Are you aware that a three-way partnership exists — between Yale First Nation, the District of Hope, and the Fraser Regional District — dedicated to forest maintenance and community growth?

If you answered no, you’re not alone — the Cascade Lower Canyon Community Forest (CLCCF) is aware not everyone in Hope knows about them. But they’re hoping to spread the word about who they are, what they do, and just how dedicated they are to the community.

“The CLCCF is an actual licensee. In technical terms, the licensee is what holds the forest tenure. And the CLCCF is a community forest tenure,” says Matt Wealick, the general manager of CLCCF and a forest ranger from Tzeachten First Nation. “We’re responsible for everything that happens underneath [the licensee]. So, everything from the planning and design and where the cut blocks go… the logging, the marketing of the wood that gets sold, and then re-planting for every cut block that we log.”

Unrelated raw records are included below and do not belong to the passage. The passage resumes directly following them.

// Copyright (c) 2024-2025 R3BL LLC. Licensed under Apache License, Version 2.0.

use crate::StdMutex;
use std::{io::{Result, Write},
          sync::Arc};
use strip_ansi_escapes::strip;

/// You can safely clone this struct, since it only contains an `Arc<StdMutex<Vec<u8>>>`.
/// The inner `buffer` will not be cloned, just the [Arc] will be cloned.
#[derive(Clone, Debug, Default)]
pub struct StdoutMock {
    pub buffer: Arc<StdMutex<Vec<u8>>>,
}

impl StdoutMock {
    #[must_use]
    pub fn new() -> Self { Self::default() }
}

#[allow(clippy::missing_panics_doc)]
impl StdoutMock {
    #[must_use]
    pub fn get_copy_of_buffer(&self) -> Vec<u8> { self.buffer.lock().unwrap().clone() }

    #[must_use]
    pub fn get_copy_of_buffer_as_string(&self) -> String {
        let buffer_data = self.buffer.lock().unwrap();
        String::from_utf8_lossy(&buffer_data).to_string()
    }

    #[must_use]
    pub fn get_copy_of_buffer_as_string_strip_ansi(&self) -> String {
        let buffer_data = self.buffer.lock().unwrap();
        let buffer_data = strip(buffer_data.as_slice());
        String::from_utf8_lossy(&buffer_data).to_string()
    }

    pub fn clear(&self) { self.buffer.lock().unwrap().clear(); }
}

impl Write for StdoutMock {
    #[allow(clippy::unwrap_in_result)]
    fn write(&mut self, buf: &[u8]) -> Result<usize> {
        self.buffer.lock().unwrap().extend_from_slice(buf);
        Ok(buf.len())
    }

    fn flush(&mut self) -> Result<()> { Ok(()) }
}
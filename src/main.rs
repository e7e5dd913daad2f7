use protodex::{
    chunking::GeminiChunker, config, logging, pipeline::PipelineRunner,
    storage::GcsDocumentSource, vectorstore::FirestoreVectorStore,
};

#[tokio::main]
async fn main() {
    config::init_config();
    logging::init_tracing();
    tracing::info!("Starting protocol vector ingestion");

    let source = GcsDocumentSource::from_config().expect("Failed to build storage client");
    let chunker = GeminiChunker::from_config().expect("Failed to build chunking client");
    let store = FirestoreVectorStore::from_config().expect("Failed to build vector store client");
    let prefix = config::get_config().folder_prefix.clone();
    let runner = PipelineRunner::new(
        Box::new(source),
        Box::new(chunker),
        Box::new(store),
        prefix,
    );

    match runner.process_all().await {
        Ok(results) => {
            for result in &results {
                tracing::info!(
                    file = %result.file_name,
                    chunks = result.total_chunks(),
                    "Document indexed"
                );
            }
            tracing::info!(documents = results.len(), "Ingestion complete");
        }
        Err(err) => {
            tracing::error!(error = %err, "Ingestion failed");
            std::process::exit(1);
        }
    }
}
//! Semantic chunking of protocol documents.
//!
//! Chunking is a capability contract, not an algorithm implemented here: raw
//! document bytes plus a fixed instruction set go in, schema-validated
//! [`DocumentChunk`](crate::pipeline::DocumentChunk) records come out.
//! Providers are swappable behind the [`ChunkingClient`] trait without
//! touching the orchestrator.

pub mod gemini;
mod prompt;

use crate::pipeline::DocumentChunk;
use async_trait::async_trait;
use reqwest::StatusCode;
use thiserror::Error;

pub use gemini::GeminiChunker;
pub(crate) use prompt::SEGMENTATION_PROMPT;

/// Errors raised while chunking a document through the external service.
#[derive(Debug, Error)]
pub enum ChunkingError {
    /// Base URL failed to parse or normalize.
    #[error("Invalid chunking service URL: {0}")]
    InvalidUrl(String),
    /// HTTP layer failed before receiving a response.
    #[error("HTTP request failed: {0}")]
    Http(#[from] reqwest::Error),
    /// The service responded with an unexpected status code.
    #[error("Unexpected chunking service response ({status}): {body}")]
    UnexpectedStatus {
        /// HTTP status returned from the service.
        status: StatusCode,
        /// Body payload associated with the failing response.
        body: String,
    },
    /// The service returned no usable candidate text.
    #[error("Chunking service returned no content")]
    EmptyResponse,
    /// The returned text was not a JSON array conforming to the chunk schema.
    #[error("Chunking service output violates the chunk schema: {0}")]
    Schema(#[from] serde_json::Error),
}

/// Interface to the external semantic-segmentation service.
#[async_trait]
pub trait ChunkingClient: Send + Sync {
    /// Segment one complete document into ordered chunks.
    ///
    /// `display_name` identifies the document to the service; it is not
    /// required to appear in the returned chunks' `source_file` fields.
    async fn chunk(
        &self,
        document: &[u8],
        display_name: &str,
    ) -> Result<Vec<DocumentChunk>, ChunkingError>;
}
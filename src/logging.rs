//! Tracing configuration and log routing.
//!
//! The pipeline logs to stdout using a compact formatter, and optionally to a file.
//! When `PROTODEX_LOG_FILE` is set, logs are appended to that path; otherwise a file
//! logger is created under `logs/protodex.log`. A non‑blocking writer is used so the
//! per-document processing loop never stalls on log I/O.
use std::sync::OnceLock;

use tracing_appender::non_blocking::{NonBlocking, WorkerGuard};
use tracing_subscriber::{EnvFilter, fmt, prelude::*};

static LOG_GUARD: OnceLock<WorkerGuard> = OnceLock::new();

/// Configure tracing subscribers for stdout and optional file logging.
///
/// - Respects `RUST_LOG` for filtering (defaults to `info`).
/// - Installs a compact stdout layer and, when available, a file layer.
/// - Uses a global guard to keep the non‑blocking writer alive for the process lifetime.
pub fn init_tracing() {
    let env_filter = EnvFilter::try_from_default_env().unwrap_or_else(|_| EnvFilter::new("info"));
    let stdout_layer = fmt::layer().with_target(false).compact();

    let registry = tracing_subscriber::registry()
        .with(env_filter)
        .with(stdout_layer);

    if let Some(writer) = configure_file_writer() {
        let file_layer = fmt::layer()
            .with_writer(writer)
            .with_target(true)
            .with_ansi(false)
            .compact();

        registry.with(file_layer).init();
    } else {
        registry.init();
    }
}

/// Build a non‑blocking writer for file logging.
///
/// Returns `None` when the logs directory cannot be created or the target file cannot be opened.
fn configure_file_writer() -> Option<NonBlocking> {
    if let Ok(path) = std::env::var("PROTODEX_LOG_FILE") {
        match std::fs::OpenOptions::new()
            .create(true)
            .append(true)
            .open(&path)
        {
            Ok(file) => {
                let (non_blocking, guard) = tracing_appender::non_blocking(file);
                let _ = LOG_GUARD.set(guard);
                Some(non_blocking)
            }
            Err(err) => {
                eprintln!("Failed to open log file {path}: {err}");
                None
            }
        }
    } else {
        if let Err(err) = std::fs::create_dir_all("logs") {
            eprintln!("Failed to create logs directory: {err}");
            return None;
        }
        let file_appender = tracing_appender::rolling::never("logs", "protodex.log");
        let (non_blocking, guard) = tracing_appender::non_blocking(file_appender);
        let _ = LOG_GUARD.set(guard);
        Some(non_blocking)
    }
}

Wealick says that, despite logging being a big part of what they do, CLCCF is not a logging company. Instead, CLCCF is an organization that maintains and looks after approximately 26,000 hectares of forest land between the District of Hope, Yale First Nation, and the Fraser Valley Regional District. Started in 2007, they are part of community forestry — an evolving branch, and subsection, of forestry where decision making and revenue is kept within the local community. Money generated through the CLCCF stays in the communities of District of Hope, Yale First Nation, and the Fraser Valley Regional District. They create local jobs (and hire locally), revenue is brought back to the community, and decisions are made with the community in mind.

“We have different partnerships, with different groups, to help facilitate all those [our] different processes,” says Wealick. “With regards to planning, we work with a company called Chartwell Consultants.”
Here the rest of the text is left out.